Getting Your Puppy

Getting Your Puppy

The safest way for you to obtain a puppy is to find a reputable breeder. This is also the case even if you are not looking for a show specimen or a top contender in field work. The novice breeders and pet owners who advertise at attractive prices in the local newspapers are probably kind enough towards their dogs, but perhaps they do not have the expertise or facilities to successfully raise these dogs. A insufficient diet can cause indigestion, weak bones, rickets, poor teeth and other problems. The colour of the Lab you choose, is strictly a matter of personal choice. While no importance is placed on colour in the breed, only the three colours - yellow, black and chocolate - are recognised as true Labradors.

There should be two important documents your breeder should give to you, and these are the Health Certificate and registration papers. The breeder should register the litter and each pup with AKC ( American Kennel Club)  and it is necessary for you to have all the paperwork if you plan on showing or breeding in the future. It is best that you know the breeder's intentions on which type of registration they will obtain for your puppy. There are limited registrations which may prohibit the dog from being shown or from competing in non-conformation trials such as Working or Agility if the breeder feels that the pup is not of sufficient quality to do so. There is also a type of registration that will permit the dog in non-conformation competition only.



Your breeder should always be available for you, before and after you receive your puppy.
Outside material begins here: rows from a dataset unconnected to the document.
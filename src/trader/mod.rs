//! The trading session: one pair, one position, one polling loop.
//!
//! Each [`Trader::tick`] fetches the last price, feeds it to the
//! [`TrendTracker`] and, on a trigger, sizes and places an order. Exchange
//! rejections end up in the status line; anything else is returned as an
//! error and stops the bot.

use anyhow::Result;
use rust_decimal::prelude::FromPrimitive;
use rust_decimal::Decimal;
use std::time::Duration;
use tracing::{info, warn};

use crate::binance::{BinanceError, OrderResponse, OrderSide, OrderStatus, OrderType};
use crate::config::{OrderMode, TradingConfig};
use crate::execution::{Exchange, OrderRequest};
use crate::sizing::MarketRules;
use crate::slack::{self, Notifier};
use crate::strategy::{PositionState, TradeSignal, TrendTracker};

/// A limit order that has not resolved yet.
#[derive(Debug, Clone, PartialEq)]
pub struct PendingOrder {
    pub order_id: u64,
    pub side: OrderSide,
    pub ticks_waited: u32,
}

impl PendingOrder {
    /// State to return to if the order never fills.
    fn origin(&self) -> PositionState {
        match self.side {
            OrderSide::Buy => PositionState::Out,
            OrderSide::Sell => PositionState::In,
        }
    }

    /// State once the order has filled.
    fn target(&self) -> PositionState {
        match self.side {
            OrderSide::Buy => PositionState::In,
            OrderSide::Sell => PositionState::Out,
        }
    }

    fn verb(&self) -> &'static str {
        match self.side {
            OrderSide::Buy => "Bought",
            OrderSide::Sell => "Sold",
        }
    }
}

/// What happened during one polling iteration.
#[derive(Debug, Clone, PartialEq)]
pub struct TickReport {
    pub price: Decimal,
    pub state: PositionState,
    pub message: String,
    /// A position change was attempted or resolved this tick
    pub traded: bool,
    /// The message went to the chat channel
    pub posted: bool,
}

pub struct Trader<E: Exchange> {
    exchange: E,
    notifier: Option<Box<dyn Notifier>>,
    coin: String,
    currency: String,
    trade_pair: String,
    rules: MarketRules,
    tracker: TrendTracker,
    invest_fraction: Decimal,
    order_mode: OrderMode,
    status_every: u32,
    limit_timeout_ticks: u32,
    status_count: u32,
    current_price: Decimal,
    pending: Option<PendingOrder>,
}

fn fraction(percent: f64, name: &str) -> Result<Decimal> {
    Decimal::from_f64(percent)
        .map(|p| p / Decimal::ONE_HUNDRED)
        .ok_or_else(|| anyhow::anyhow!("{} is not a finite number: {}", name, percent))
}

impl<E: Exchange> Trader<E> {
    /// Queries the current price and market rules, and starts out of the
    /// market with floor = ceiling = current price.
    pub async fn start(
        exchange: E,
        notifier: Option<Box<dyn Notifier>>,
        settings: &TradingConfig,
    ) -> Result<Self> {
        let trade_pair = settings.trade_pair();

        let current_price = exchange.last_price(&trade_pair).await?;
        let rules = exchange.market_rules(&trade_pair).await?;

        let up_fraction = fraction(settings.up_percent, "up_percent")?.round_dp(3);
        let down_fraction = fraction(settings.down_percent, "down_percent")?.round_dp(3);
        let invest_fraction = fraction(settings.invest_percent, "invest_percent")?;

        info!(
            "Market rules for {} | min qty {} | max qty {} | step {} | precision {}",
            trade_pair,
            rules.min_qty.normalize(),
            rules.max_qty.normalize(),
            rules.step_size.normalize(),
            rules.precision
        );

        Ok(Self {
            exchange,
            notifier,
            coin: settings.coin.clone(),
            currency: settings.currency.clone(),
            trade_pair,
            rules,
            tracker: TrendTracker::new(current_price, up_fraction, down_fraction),
            invest_fraction,
            order_mode: settings.order_mode,
            status_every: settings.status_every.max(1),
            limit_timeout_ticks: settings.limit_timeout_ticks.max(1),
            status_count: 0,
            current_price,
            pending: None,
        })
    }

    pub fn trade_pair(&self) -> &str {
        &self.trade_pair
    }

    pub fn state(&self) -> PositionState {
        self.tracker.state()
    }

    pub fn tracker(&self) -> &TrendTracker {
        &self.tracker
    }

    pub fn rules(&self) -> &MarketRules {
        &self.rules
    }

    pub fn current_price(&self) -> Decimal {
        self.current_price
    }

    pub fn pending_order(&self) -> Option<&PendingOrder> {
        self.pending.as_ref()
    }

    pub fn exchange(&self) -> &E {
        &self.exchange
    }

    /// Price rounded and padded to the pair's display precision.
    pub fn fmt_price(&self, price: Decimal) -> String {
        format!("{:.*}", self.rules.precision as usize, self.rules.round_price(price))
    }

    /// Logs balances and settings and announces the bot on chat.
    pub async fn announce_startup(&self) -> Result<()> {
        let coin_balance = self.exchange.free_balance(&self.coin).await?;
        let currency_balance = self.exchange.free_balance(&self.currency).await?;

        info!("Coin ({}) Balance: {}", self.coin, coin_balance);
        info!("Currency ({}) Balance: {}", self.currency, currency_balance);
        info!("Trade Pair Current Price: {}", self.current_price);
        let up = (self.tracker.up_fraction() * Decimal::ONE_HUNDRED).normalize();
        let down = (self.tracker.down_fraction() * Decimal::ONE_HUNDRED).normalize();
        info!("Up Momentum: {} Down Momentum: {}", up, down);
        info!("Looking for entry....");

        let message = slack::startup_message(
            &self.trade_pair,
            &self.fmt_price(self.current_price),
            &up.to_string(),
            &down.to_string(),
        );
        self.notify(&message).await;
        Ok(())
    }

    pub async fn announce_shutdown(&self) {
        let message = slack::shutdown_message(&self.trade_pair, self.state().as_str());
        self.notify(&message).await;
    }

    /// Posts to chat if a notifier is configured. Failures are only logged.
    pub async fn notify(&self, message: &str) -> bool {
        match &self.notifier {
            Some(notifier) => match notifier.post(message).await {
                Ok(()) => true,
                Err(e) => {
                    warn!("Failed to post chat message: {}", e);
                    false
                }
            },
            None => false,
        }
    }

    /// Sleeps `interval` between ticks, forever.
    pub async fn run(&mut self, interval: Duration) -> Result<()> {
        loop {
            tokio::time::sleep(interval).await;
            self.tick().await?;
        }
    }

    /// One polling iteration.
    pub async fn tick(&mut self) -> Result<TickReport> {
        self.current_price = self.exchange.last_price(&self.trade_pair).await?;
        let price = self.current_price;

        let (message, traded) = if self.tracker.state() == PositionState::Wait {
            self.tracker.observe(price);
            self.advance_pending(price).await?
        } else {
            match self.tracker.observe(price) {
                Some(signal) => (self.execute(signal, price).await?, true),
                None => (self.status_line(price), false),
            }
        };

        if traded {
            self.tracker.reset(price);
            self.status_count = 0;
        }

        info!("{}", message);

        let posted = if self.status_count % self.status_every == 0 {
            self.notify(&message).await
        } else {
            false
        };
        self.status_count += 1;

        Ok(TickReport {
            price,
            state: self.tracker.state(),
            message,
            traded,
            posted,
        })
    }

    fn status_line(&self, price: Decimal) -> String {
        match self.tracker.state() {
            PositionState::Out => format!(
                "{}: {} | Floor: {} | Buy: {}",
                self.trade_pair,
                self.fmt_price(price),
                self.fmt_price(self.tracker.floor()),
                self.fmt_price(self.tracker.buy_target())
            ),
            PositionState::In => format!(
                "{}: {} | Ceiling: {} | Sell: {}",
                self.trade_pair,
                self.fmt_price(price),
                self.fmt_price(self.tracker.ceiling()),
                self.fmt_price(self.tracker.sell_target())
            ),
            PositionState::Wait => match &self.pending {
                Some(p) => format!(
                    "{}: {} | Waiting on {} order #{} ({}/{})",
                    self.trade_pair,
                    self.fmt_price(price),
                    p.side.as_str(),
                    p.order_id,
                    p.ticks_waited,
                    self.limit_timeout_ticks
                ),
                None => format!("{}: {} | Waiting", self.trade_pair, self.fmt_price(price)),
            },
        }
    }

    async fn execute(&mut self, signal: TradeSignal, price: Decimal) -> Result<String> {
        let (side, sized, verb) = match signal {
            TradeSignal::Buy => {
                let balance = self.exchange.free_balance(&self.currency).await?;
                let qty = self.rules.buy_quantity(balance, self.invest_fraction, price);
                (OrderSide::Buy, qty, "Bought")
            }
            TradeSignal::Sell => {
                let balance = self.exchange.free_balance(&self.coin).await?;
                (OrderSide::Sell, self.rules.sell_quantity(balance), "Sold")
            }
        };

        let result = match sized {
            Ok(qty) => self.submit(side, qty, price).await?,
            Err(e) => e.to_string(),
        };

        Ok(format!("{} @ {} | {}", verb, self.fmt_price(price), result))
    }

    async fn submit(&mut self, side: OrderSide, qty: Decimal, price: Decimal) -> Result<String> {
        let request = match self.order_mode {
            OrderMode::Market => OrderRequest::market(&self.trade_pair, side, qty),
            OrderMode::Limit => {
                OrderRequest::limit(&self.trade_pair, side, qty, self.rules.round_price(price))
            }
        };

        let order = match self.exchange.place_order(&request).await {
            Ok(order) => order,
            Err(e) => return rejection("Order rejected", e),
        };

        let pending = PendingOrder {
            order_id: order.order_id,
            side,
            ticks_waited: 0,
        };

        if order.status == OrderStatus::Filled || request.order_type == OrderType::Market {
            self.tracker.set_state(pending.target());
        } else if order.status.is_open() {
            self.tracker.set_state(PositionState::Wait);
            self.pending = Some(pending);
        } else {
            return Ok(format!("Order not accepted: {}", order));
        }

        Ok(order.to_string())
    }

    /// Polls the resting limit order. Returns the status line and whether
    /// the position changed.
    async fn advance_pending(&mut self, price: Decimal) -> Result<(String, bool)> {
        let Some(mut pending) = self.pending.take() else {
            // Nothing to wait on; fall back to the last confirmed side
            self.tracker.set_state(PositionState::Out);
            return Ok((self.status_line(price), false));
        };

        let order = match self.exchange.order_status(&self.trade_pair, pending.order_id).await {
            Ok(order) => order,
            Err(e) if e.is_rejection() => {
                self.tracker.set_state(pending.origin());
                let reason = format!("Order #{} lookup failed: {}", pending.order_id, e.reason());
                return Ok((reason, true));
            }
            Err(e) => return Err(e.into()),
        };

        if order.status == OrderStatus::Filled {
            return Ok(self.resolve(&pending, price, &order, true));
        }
        if !order.status.is_open() {
            return Ok(self.resolve(&pending, price, &order, false));
        }

        pending.ticks_waited += 1;
        if pending.ticks_waited < self.limit_timeout_ticks {
            self.pending = Some(pending);
            return Ok((self.status_line(price), false));
        }

        match self.exchange.cancel_order(&self.trade_pair, pending.order_id).await {
            Ok(cancelled) => {
                let filled = cancelled.executed_qty > Decimal::ZERO;
                Ok(self.resolve(&pending, price, &cancelled, filled))
            }
            Err(e) if e.is_rejection() => {
                let message = format!(
                    "{}: {} | Cancel failed: {}",
                    self.trade_pair,
                    self.fmt_price(price),
                    e.reason()
                );
                self.pending = Some(pending);
                Ok((message, false))
            }
            Err(e) => Err(e.into()),
        }
    }

    fn resolve(
        &mut self,
        pending: &PendingOrder,
        price: Decimal,
        order: &OrderResponse,
        filled: bool,
    ) -> (String, bool) {
        let state = if filled { pending.target() } else { pending.origin() };
        self.tracker.set_state(state);

        let message = if filled {
            // Report the limit price, not the poll price that observed the fill
            let fill_price = if order.price > Decimal::ZERO { order.price } else { price };
            format!("{} @ {} | {}", pending.verb(), self.fmt_price(fill_price), order)
        } else {
            format!(
                "{}: {} | Limit order #{} {} | {}",
                self.trade_pair,
                self.fmt_price(price),
                order.order_id,
                order.status,
                state.as_str()
            )
        };

        (message, true)
    }
}

fn rejection(context: &str, err: BinanceError) -> Result<String> {
    if err.is_rejection() {
        Ok(format!("{}: {}", context, err.reason()))
    } else {
        Err(err.into())
    }
}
They should be a reliable source of help as you and your puppy adjust to life together. By visiting litters in action you will be able to get a firsthand look as the puppy 'pack' and get to know what each of the pup's individual personality is like, you might have found a particular one that appeals to you. If you haven't found the puppy of your dreams, observe other pups in other litters, as this will help you learn and recognise certain behaviour, which will give you a good indication as to the personality of the pup. Some pups may be leaders, some less outgoing, some may be confident, others shy, playful, friendly, aggressive, etc.,

When you finally acquire your new puppy, he or she should be examined by your vet as soon as you buy him or her. Your vet will be able as well as start your puppy on a vaccination programme. Your home should also have been prepared for your new puppy's arrival. Anything potentially dangerous should be moved out of reach.